Padre Frei Martin Stepanich, sua vida e seu bom combate

Conhecido como Frank Stepanich em seus dias pré-franciscanos, o futuro Padre Martin nasceu em uma fazenda perto da pequena cidade de Neodesha, no sudeste do Kansas, em 12 de novembro de 1915. A educação primária na escola rural vizinha de Brooks foi seguida por um ano em Escola Secundária Neodesha. Respondendo ao chamado de Deus, ele então se matriculou no seminário menor preparatório (na época chamado St. Joseph College) dos Padres Franciscanos da Província do Sagrado Coração de St. Louis-Chicago, perto de Westmont, Illinois, no outono de 1930.
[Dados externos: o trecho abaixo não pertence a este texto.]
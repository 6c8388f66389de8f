//! Application layer: wiring and the periodic control-loop driver.

pub mod control_loop;

pub use control_loop::{ControlLoop, LoopState, LoopStats};
//! Hierarchical configuration loading.

use anyhow::{Context, Result};
use figment::providers::{Env, Format, Serialized, Yaml};
use figment::Figment;
use thiserror::Error;

use crate::domain::models::Config;

/// Configuration error types
#[derive(Error, Debug)]
pub enum ConfigError {
    #[error("Database path cannot be empty")]
    EmptyDatabasePath,

    #[error("Invalid max_connections: {0}. Must be at least 1")]
    InvalidMaxConnections(u32),

    #[error("Invalid log level: {0}. Must be one of: trace, debug, info, warn, error")]
    InvalidLogLevel(String),

    #[error("Invalid log format: {0}. Must be one of: json, pretty")]
    InvalidLogFormat(String),

    #[error("Invalid max_concurrent_actions: {0}. Must be at least 1")]
    InvalidMaxConcurrentActions(usize),

    #[error("Invalid tick_interval_secs: {0}. Must be at least 1")]
    InvalidTickInterval(u64),

    #[error("Invalid learning_rate: {0}. Must be in (0, 1]")]
    InvalidLearningRate(f64),

    #[error("Invalid confidence_threshold: {0}. Must be in [0, 1]")]
    InvalidConfidenceThreshold(f64),

    #[error("Invalid backoff_multiplier: {0}. Must be at least 1")]
    InvalidBackoffMultiplier(f64),

    #[error(
        "Invalid retry delays: base_delay_ms ({0}) must not exceed max_delay_ms ({1})"
    )]
    InvalidRetryDelays(u64, u64),
}

/// Configuration loader with hierarchical merging
pub struct ConfigLoader;

impl ConfigLoader {
    /// Load configuration with hierarchical merging
    ///
    /// Precedence (lowest to highest):
    /// 1. Programmatic defaults (Serialized)
    /// 2. .adwatch/config.yaml (project config)
    /// 3. .adwatch/local.yaml (project local overrides, optional)
    /// 4. Environment variables (`ADWATCH_*` prefix, highest priority)
    pub fn load() -> Result<Config> {
        let config: Config = Figment::new()
            .merge(Serialized::defaults(Config::default()))
            .merge(Yaml::file(".adwatch/config.yaml"))
            .merge(Yaml::file(".adwatch/local.yaml"))
            .merge(Env::prefixed("ADWATCH_").split("__"))
            .extract()
            .context("Failed to extract configuration from figment")?;

        Self::validate(&config)?;
        Ok(config)
    }

    /// Load configuration from a specific file
    pub fn load_from_file(path: impl AsRef<std::path::Path>) -> Result<Config> {
        let config: Config = Figment::new()
            .merge(Serialized::defaults(Config::default()))
            .merge(Yaml::file(path.as_ref()))
            .extract()
            .context(format!(
                "Failed to load config from {}",
                path.as_ref().display()
            ))?;

        Self::validate(&config)?;
        Ok(config)
    }

    /// Validate configuration after loading
    pub fn validate(config: &Config) -> Result<(), ConfigError> {
        if config.database.path.is_empty() {
            return Err(ConfigError::EmptyDatabasePath);
        }
        if config.database.max_connections == 0 {
            return Err(ConfigError::InvalidMaxConnections(
                config.database.max_connections,
            ));
        }

        let valid_log_levels = ["trace", "debug", "info", "warn", "error"];
        if !valid_log_levels.contains(&config.logging.level.as_str()) {
            return Err(ConfigError::InvalidLogLevel(config.logging.level.clone()));
        }
        let valid_log_formats = ["json", "pretty"];
        if !valid_log_formats.contains(&config.logging.format.as_str()) {
            return Err(ConfigError::InvalidLogFormat(config.logging.format.clone()));
        }

        if config.scheduler.max_concurrent_actions == 0 {
            return Err(ConfigError::InvalidMaxConcurrentActions(
                config.scheduler.max_concurrent_actions,
            ));
        }
        if config.scheduler.tick_interval_secs == 0 {
            return Err(ConfigError::InvalidTickInterval(
                config.scheduler.tick_interval_secs,
            ));
        }

        if config.learning.learning_rate <= 0.0 || config.learning.learning_rate > 1.0 {
            return Err(ConfigError::InvalidLearningRate(
                config.learning.learning_rate,
            ));
        }
        if !(0.0..=1.0).contains(&config.learning.confidence_threshold) {
            return Err(ConfigError::InvalidConfidenceThreshold(
                config.learning.confidence_threshold,
            ));
        }

        if config.retry.backoff_multiplier < 1.0 {
            return Err(ConfigError::InvalidBackoffMultiplier(
                config.retry.backoff_multiplier,
            ));
        }
        if config.retry.base_delay_ms > config.retry.max_delay_ms {
            return Err(ConfigError::InvalidRetryDelays(
                config.retry.base_delay_ms,
                config.retry.max_delay_ms,
            ));
        }

        Ok(())
    }
}

#[cfg(test)]
mod tests {
    use super::*;

    #[test]
    fn default_config_is_valid() {
        assert!(ConfigLoader::validate(&Config::default()).is_ok());
    }

    #[test]
    fn zero_concurrency_is_rejected() {
        let mut config = Config::default();
        config.scheduler.max_concurrent_actions = 0;
        assert!(matches!(
            ConfigLoader::validate(&config),
            Err(ConfigError::InvalidMaxConcurrentActions(0))
        ));
    }

    #[test]
    fn learning_rate_bounds_are_enforced() {
        let mut config = Config::default();
        config.learning.learning_rate = 0.0;
        assert!(ConfigLoader::validate(&config).is_err());

        config.learning.learning_rate = 1.5;
        assert!(ConfigLoader::validate(&config).is_err());

        config.learning.learning_rate = 1.0;
        assert!(ConfigLoader::validate(&config).is_ok());
    }

    #[test]
    fn inverted_retry_delays_are_rejected() {
        let mut config = Config::default();
        config.retry.base_delay_ms = 10_000;
        config.retry.max_delay_ms = 5_000;
        assert!(matches!(
            ConfigLoader::validate(&config),
            Err(ConfigError::InvalidRetryDelays(10_000, 5_000))
        ));
    }
}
Pe. Martin como um jovem franciscano no outono de 1950

Quatro anos depois, Frank ingressou na Ordem Franciscana, recebendo o hábito franciscano em 2 de setembro de 1934, no Seminário e Mosteiro de Santa Maria dos Padres Franciscanos Eslovenos, a leste de Lemont, Illinois. Ele escolheu o nome Martinho como seu nome religioso em homenagem a Santa Teresinha Martinho, a Pequena Flor. O noviciado de um ano foi seguido por votos simples temporários em 3 de setembro de 1935, e então ele se entregou a Deus total e para sempre com votos solenes finais em 3 de setembro de 1938.

Após os cursos obrigatórios de filosofia e teologia, Frei Martin foi ordenado sacerdote de Deus pelo Bispo Sheil de Chicago, no antigo Seminário Quigley, no norte de Chicago, em 18 de maio de 1941. Ele ofereceu sua primeira missa solene na Igreja de Santo Inácio em Neodesha, Kansas; onde foi batizado, recebeu a Primeira Comunhão e foi confirmado.
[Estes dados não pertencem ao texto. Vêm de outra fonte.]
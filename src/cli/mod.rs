//! Command-line interface for adwatch.

pub mod commands;
pub mod context;
pub mod output;

use clap::{Parser, Subcommand};

pub use output::{handle_error, output, truncate, CommandOutput};

#[derive(Parser, Debug)]
#[command(
    name = "adwatch",
    about = "Autonomous performance watchdog for marketing automation",
    version
)]
pub struct Cli {
    /// Emit machine-readable JSON instead of tables
    #[arg(long, global = true)]
    pub json: bool,

    #[command(subcommand)]
    pub command: Commands,
}

#[derive(Subcommand, Debug)]
pub enum Commands {
    /// Run the control loop (or a single pass with --once)
    Run(commands::run::RunArgs),
    /// Manage trigger rules
    Rule(commands::rule::RuleArgs),
    /// Record and inspect metric observations
    Metric(commands::metric::MetricArgs),
    /// Manually trigger an action, bypassing the evaluator
    Trigger(commands::trigger::TriggerArgs),
    /// Execution statistics over a rolling window
    Stats(commands::stats::StatsArgs),
    /// Inspect learned weights and insights
    Weight(commands::weight::WeightArgs),
}
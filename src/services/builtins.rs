//! Built-in starter rules, seeded on demand via the CLI.

use std::time::Duration;

use crate::domain::models::{ActionPriority, ConditionKind, Rule, RuleScope, TriggerCondition};

/// The default rule set for a fresh deployment. Seeding is idempotent by
/// rule name; existing rules are left untouched.
pub fn builtin_rules() -> Vec<Rule> {
    vec![
        // cpc-spike-pause: a single CPC observation over threshold pauses the campaign
        Rule::new(
            "cpc-spike-pause",
            RuleScope::for_metric("ppc", "cost_per_click"),
            TriggerCondition::new(ConditionKind::GreaterThan, Some(5.0))
                .with_window(Duration::from_secs(3600)),
            "pause_campaign",
        )
        .with_description("Pause a campaign when cost per click spikes above $5")
        .with_priority(ActionPriority::High)
        .with_cooldown(Duration::from_secs(3600))
        .with_param("reason", serde_json::json!("cpc spike")),

        // roas-collapse-budget: three consecutive ROAS readings below break-even
        Rule::new(
            "roas-collapse-budget",
            RuleScope::for_metric("ppc", "roas"),
            TriggerCondition::new(ConditionKind::LessThan, Some(1.0))
                .with_window(Duration::from_secs(6 * 3600))
                .with_consecutive_count(3),
            "adjust_budget",
        )
        .with_description("Cut budget after ROAS stays below break-even for three readings")
        .with_priority(ActionPriority::Critical)
        .with_cooldown(Duration::from_secs(2 * 3600))
        .with_param("adjustment_percent", serde_json::json!(-30)),

        // spend-surge-notify: spend jumped more than 50% between readings
        Rule::new(
            "spend-surge-notify",
            RuleScope::for_metric("ppc", "spend"),
            TriggerCondition::new(ConditionKind::ChangePercent, Some(50.0))
                .with_window(Duration::from_secs(2 * 3600)),
            "notify_team",
        )
        .with_description("Notify the team when spend surges more than 50% between readings")
        .with_priority(ActionPriority::Medium)
        .with_cooldown(Duration::from_secs(1800)),

        // zero-conversions-pause: five consecutive readings with no conversions
        Rule::new(
            "zero-conversions-pause",
            RuleScope::for_metric("ppc", "conversions"),
            TriggerCondition::new(ConditionKind::Equals, Some(0.0))
                .with_window(Duration::from_secs(12 * 3600))
                .with_consecutive_count(5),
            "pause_campaign",
        )
        .with_description("Pause a campaign that stops converting entirely")
        .with_priority(ActionPriority::Emergency)
        .with_cooldown(Duration::from_secs(6 * 3600))
        .with_param("reason", serde_json::json!("no conversions")),
    ]
}

#[cfg(test)]
mod tests {
    use super::*;

    #[test]
    fn builtin_rules_are_well_formed() {
        let rules = builtin_rules();
        assert_eq!(rules.len(), 4);
        for rule in &rules {
            assert!(rule.enabled);
            assert!(rule.condition.validate().is_ok(), "rule {} invalid", rule.name);
            assert!(rule.cooldown.is_some());
        }
    }
}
Após mais um ano de teologia, o Padre Martin foi enviado para a Universidade Católica da América, em Washington, D.C., para estudos avançados em Teologia Sagrada. Ele recebeu seu grau de Doutor em Teologia Sagrada (STD) pela Universidade Católica em 1948. Seu primeiro escrito foi sua dissertação de doutorado, intitulada “A Cristologia de Zenão de Verona”. Mais tarde, em 1960, ele começou a escrever muitos artigos para publicações católicas como The Marylike Crusader, The Wanderer (em seus melhores dias), The Remnant (em seus primeiros anos) e outras. Nos anos pós-Vaticano II, ele escreveu muito sobre temas como o erro do Feeneyismo, a compreensão correta do sedevacantismo e a validade das consagrações episcopais Thuc.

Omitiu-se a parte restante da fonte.